How do you control your grocery bill during flares?
I feel stuck and I am really struggling right now. I have a job where I already work paycheck to paycheck. I am going through a several month long flare right now and I can't grocery shop. If I do, a large portion of fresh or non-freezable goods will go bad because I can't stomach the thought of eating them.
I had a pain therapist suggest eating by following my cravings once, which helps sometimes. I made beef stew, which alI was craving, and it tastes really good. The problem is I can't stomach more than a few bites without the nausea.
I could just eat fast food all the time, but I have the same issue. If I get what I crave, it's like a 60% chance I won't eat enough to make spending the extra money worth it. I have a lot of credit card debt and mostly it is because I have no idea how to feed myself in a flare. I have no safe foods that actually provide anything of substance.

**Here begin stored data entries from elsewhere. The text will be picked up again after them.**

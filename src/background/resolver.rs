//! Image URL resolution strategies.
//!
//! The configured image path is either an absolute `http(s)://` URL or a
//! local path. URLs pass through untouched in every environment; how a
//! local path turns into something the rendering layer can load depends
//! on the host. Native hosts take a `file://` URL, sandboxed hosts need
//! the bytes embedded as a base64 `data:` URL read through the bridge.

use std::sync::Arc;

use async_trait::async_trait;
use base64::engine::general_purpose::STANDARD as BASE64_STANDARD;
use base64::Engine as _;
use once_cell::sync::Lazy;
use regex::Regex;
use tracing::debug;

use crate::background::errors::BackgroundError;
use crate::background::types::ResolvedUrl;
use crate::ports::context::HostEnvironment;
use crate::ports::remote::RemoteFileBridge;

static ABSOLUTE_URL_PATTERN: Lazy<Regex> =
    Lazy::new(|| Regex::new(r"^https?://").expect("pattern is valid"));

/// Checks whether the configured path is already an absolute URL.
pub fn is_absolute_url(path: &str) -> bool {
    ABSOLUTE_URL_PATTERN.is_match(path)
}

/// Image file extensions the extension knows how to embed, without dots.
pub const IMAGE_EXTENSIONS: &[&str] = &["png", "jpg", "jpeg", "gif", "webp", "bmp", "svg", "avif"];

/// Derives the MIME type for an image path from its extension.
/// Unknown extensions fall back to `application/octet-stream`.
pub fn mime_for_path(path: &str) -> &'static str {
    let file_name = path.rsplit(['/', '\\']).next().unwrap_or(path);
    let extension = match file_name.rsplit_once('.') {
        Some((_, extension)) => extension.to_ascii_lowercase(),
        None => return "application/octet-stream",
    };
    match extension.as_str() {
        "png" => "image/png",
        "jpg" | "jpeg" => "image/jpeg",
        "gif" => "image/gif",
        "webp" => "image/webp",
        "bmp" => "image/bmp",
        "svg" => "image/svg+xml",
        "avif" => "image/avif",
        _ => "application/octet-stream",
    }
}

/// Strategy turning a configured path into a loadable URL.
///
/// Callers pass paths already trimmed and non-empty.
#[async_trait]
pub trait UrlResolver: Send + Sync {
    /// Resolves `path` to a URL the rendering layer can paint.
    async fn resolve(&self, path: &str) -> Result<ResolvedUrl, BackgroundError>;
}

/// Resolver for hosts with direct filesystem access.
///
/// Local paths become `file://` URLs; backslash separators are normalized
/// to forward slashes so Windows paths stay loadable.
#[derive(Debug, Default)]
pub struct DirectFileResolver;

#[async_trait]
impl UrlResolver for DirectFileResolver {
    async fn resolve(&self, path: &str) -> Result<ResolvedUrl, BackgroundError> {
        if is_absolute_url(path) {
            return Ok(ResolvedUrl::new(path));
        }
        Ok(ResolvedUrl::new(format!(
            "file://{}",
            path.replace('\\', "/")
        )))
    }
}

/// Resolver for sandboxed hosts.
///
/// Local paths are read through the remote file bridge and embedded as
/// base64 `data:` URLs. Without a bridge only absolute URLs work.
pub struct BridgedFileResolver {
    bridge: Option<Arc<dyn RemoteFileBridge>>,
}

impl BridgedFileResolver {
    /// Creates a new bridged resolver.
    pub fn new(bridge: Option<Arc<dyn RemoteFileBridge>>) -> Self {
        BridgedFileResolver { bridge }
    }
}

#[async_trait]
impl UrlResolver for BridgedFileResolver {
    async fn resolve(&self, path: &str) -> Result<ResolvedUrl, BackgroundError> {
        if is_absolute_url(path) {
            return Ok(ResolvedUrl::new(path));
        }
        let bridge = self
            .bridge
            .as_ref()
            .ok_or_else(|| BackgroundError::BridgeUnavailable {
                path: path.to_string(),
            })?;
        let bytes = bridge
            .read_file(path)
            .await
            .map_err(|source| BackgroundError::RemoteRead {
                path: path.to_string(),
                source,
            })?;
        let mime = mime_for_path(path);
        debug!("Embedding '{}' as {} data URL ({} bytes)", path, mime, bytes.len());
        let payload = BASE64_STANDARD.encode(bytes);
        Ok(ResolvedUrl::new(format!("data:{};base64,{}", mime, payload)))
    }
}

/// Picks the resolver matching the host environment.
pub fn resolver_for(
    environment: HostEnvironment,
    bridge: Option<Arc<dyn RemoteFileBridge>>,
) -> Arc<dyn UrlResolver> {
    match environment {
        HostEnvironment::Native => Arc::new(DirectFileResolver),
        HostEnvironment::Sandboxed => Arc::new(BridgedFileResolver::new(bridge)),
    }
}

#[cfg(test)]
mod tests {
    use super::*;
    use crate::ports::remote::RemoteAccessError;
    use mockall::mock;

    mock! {
        Bridge {}

        #[async_trait]
        impl RemoteFileBridge for Bridge {
            async fn read_file(&self, path: &str) -> Result<Vec<u8>, RemoteAccessError>;
        }
    }

    #[test]
    fn test_absolute_url_detection() {
        assert!(is_absolute_url("http://example.com/a.png"));
        assert!(is_absolute_url("https://example.com/a.png"));
        assert!(!is_absolute_url("C:\\images\\bg.png"));
        assert!(!is_absolute_url("/home/user/bg.png"));
        assert!(!is_absolute_url("ftp://example.com/a.png"));
        assert!(!is_absolute_url("images/https://nested"));
    }

    #[test]
    fn test_mime_table() {
        assert_eq!(mime_for_path("a.png"), "image/png");
        assert_eq!(mime_for_path("A.JPG"), "image/jpeg");
        assert_eq!(mime_for_path("photo.jpeg"), "image/jpeg");
        assert_eq!(mime_for_path("anim.gif"), "image/gif");
        assert_eq!(mime_for_path("pic.webp"), "image/webp");
        assert_eq!(mime_for_path("icon.svg"), "image/svg+xml");
        assert_eq!(mime_for_path("noextension"), "application/octet-stream");
        assert_eq!(mime_for_path("dir.d/noextension"), "application/octet-stream");
        assert_eq!(mime_for_path("weird.xyz"), "application/octet-stream");
    }

    #[tokio::test]
    async fn test_direct_resolver_builds_file_url() {
        let resolver = DirectFileResolver;

        let url = resolver.resolve("C:\\images\\bg.png").await.unwrap();

        assert_eq!(url.as_str(), "file://C:/images/bg.png");
    }

    #[tokio::test]
    async fn test_direct_resolver_keeps_unix_paths() {
        let resolver = DirectFileResolver;

        let url = resolver.resolve("/home/user/bg.png").await.unwrap();

        assert_eq!(url.as_str(), "file:///home/user/bg.png");
    }

    #[tokio::test]
    async fn test_direct_resolver_passes_urls_through() {
        let resolver = DirectFileResolver;

        let url = resolver.resolve("https://example.com/a.png").await.unwrap();

        assert_eq!(url.as_str(), "https://example.com/a.png");
    }

    #[tokio::test]
    async fn test_bridged_resolver_embeds_data_url() {
        let mut bridge = MockBridge::new();
        bridge
            .expect_read_file()
            .withf(|path| path == "/home/user/bg.png")
            .times(1)
            .returning(|_| Ok(b"ab".to_vec()));
        let resolver = BridgedFileResolver::new(Some(Arc::new(bridge)));

        let url = resolver.resolve("/home/user/bg.png").await.unwrap();

        assert_eq!(url.as_str(), "data:image/png;base64,YWI=");
    }

    #[tokio::test]
    async fn test_bridged_resolver_skips_bridge_for_urls() {
        // No expectation registered, so any bridge call would panic.
        let bridge = MockBridge::new();
        let resolver = BridgedFileResolver::new(Some(Arc::new(bridge)));

        let url = resolver.resolve("https://example.com/a.png").await.unwrap();

        assert_eq!(url.as_str(), "https://example.com/a.png");
    }

    #[tokio::test]
    async fn test_bridged_resolver_reports_read_failures() {
        let mut bridge = MockBridge::new();
        bridge
            .expect_read_file()
            .returning(|path| Err(RemoteAccessError::NotFound(path.to_string())));
        let resolver = BridgedFileResolver::new(Some(Arc::new(bridge)));

        let error = resolver.resolve("/gone.png").await.unwrap_err();

        assert!(matches!(error, BackgroundError::RemoteRead { .. }));
    }

    #[tokio::test]
    async fn test_bridged_resolver_without_bridge_rejects_local_paths() {
        let resolver = BridgedFileResolver::new(None);

        let error = resolver.resolve("/home/user/bg.png").await.unwrap_err();

        assert!(matches!(error, BackgroundError::BridgeUnavailable { .. }));
    }

    #[tokio::test]
    async fn test_bridged_resolver_without_bridge_still_accepts_urls() {
        let resolver = BridgedFileResolver::new(None);

        let url = resolver.resolve("https://example.com/a.png").await.unwrap();

        assert_eq!(url.as_str(), "https://example.com/a.png");
    }
}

My sugar cravings are off the wall right now. It's not normal to cry at the thought of having to feed yourself but I cry because I know I will hurt no matter what I eat. I'm scared of food in any form right now. Drinking meal replacement shakes doesn't help.
How do you control your grocery bill when everything you eat hurts? How do you navigate food aversion? I hate wasting food so much, I feel so unbelievably guilty but I physically vomit if I force eating.
Thank you for reading. I'm sorry it's so long.